La severa sorveglianza di Britney Spears non è ancora giunta ad alcun termine. Lo ha stabilito la corte di Los Angeles nonostante la toccante testimonianza dell’artista che in un discorso di 23 minuti ha chiesto disperatamente la sua vita indietro. Da 13 anni la pop star internazionale è infatti vittima di vessazioni nella sfera privata e pubblica per mano del padre Jamie Spears, il quale si definisce garante e manager della figlia. Lo scorso mercoledì sono stati firmati gli ultimi documenti che attestano la rinuncia del tribunale di terminare la custodia.
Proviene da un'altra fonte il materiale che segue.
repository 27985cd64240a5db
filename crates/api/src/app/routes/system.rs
use axum::http::StatusCode;

pub async fn health() -> StatusCode {
    StatusCode::OK
}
La cantante di “Baby One More Time” non è immune a critiche e scandali. Nel 2007, durante una fase alquanto tesa, si rasò i capelli in segno di protesta nei confronti dei media. Da quell’anno in poi si susseguirono vicende più o meno allarmanti che preoccuparono il suo team. Un esaurimento nervoso che le costò caro e nel 2008 portò il signor Spears a prendere il controllo della situazione, traendone affari e speculazioni di alto profitto a riguardo del talento e carriera della figlia.

Dopo anni di silenzio, Britney si è fatta sentire e ha testimoniato davanti alla giudice Brenda Penny. Sotto la guida legale di Samuel Ingham III, la Spears ha perso la causa, ma dando vita al movimento #FreeBritney, ha guadagnato rispetto e sostegno. La sua storia è un esempio per i moltissimi americani che ancora oggi vivono sotto le rigide regole della “conservatorship”.
Sono circa 1.3 milioni le persone che negli Stati Uniti si trovano sotto la custodia legale, i cui meccanismi non sempre appaiono lucidi e trasparenti di fronte alla legge. Gli interessati sono individui che per capacità fisiche e mentali non posso fare affidamento alle loro abilità personali di scelta e azione. Sebbene questa possa essere una legge a favore dei disabili, non sempre viene applicata nelle giuste circostanze.
Problematiche a riguardo hanno iniziato a prendere corpo a partire dagli anni Sessanta. Gli attivisti dell’epoca infatti, sollevarono le tensioni al governo sottolineando il fatto che fosse assurdo non dare alcuna capacità di scelta morale ed economica ad individui ai quali è stata diagnosticata una condizione diversamente abile.
Nel 2005, il Los Angeles Times fece un’investigazione, trovando un alto numero di casi di custodia non assolti da parte dei giudici. Nel 2013 una ragazza con la sindrome down, Jenny Hatch, vinse la causa contro una severa “conservatorship” condotta dai genitori. Altri casi simili si sono susseguiti e hanno aperto la porta a diverse denunce fra custodi e vittime.
Sebbene il caso di Britney sia una tragedia nel mondo del femminismo e dei diritti civili, non è difficile immaginare quanto più esteso e drammatico possa essere il caso di una persona senza fama, fans e spesso senza alcuna famiglia al proprio fianco.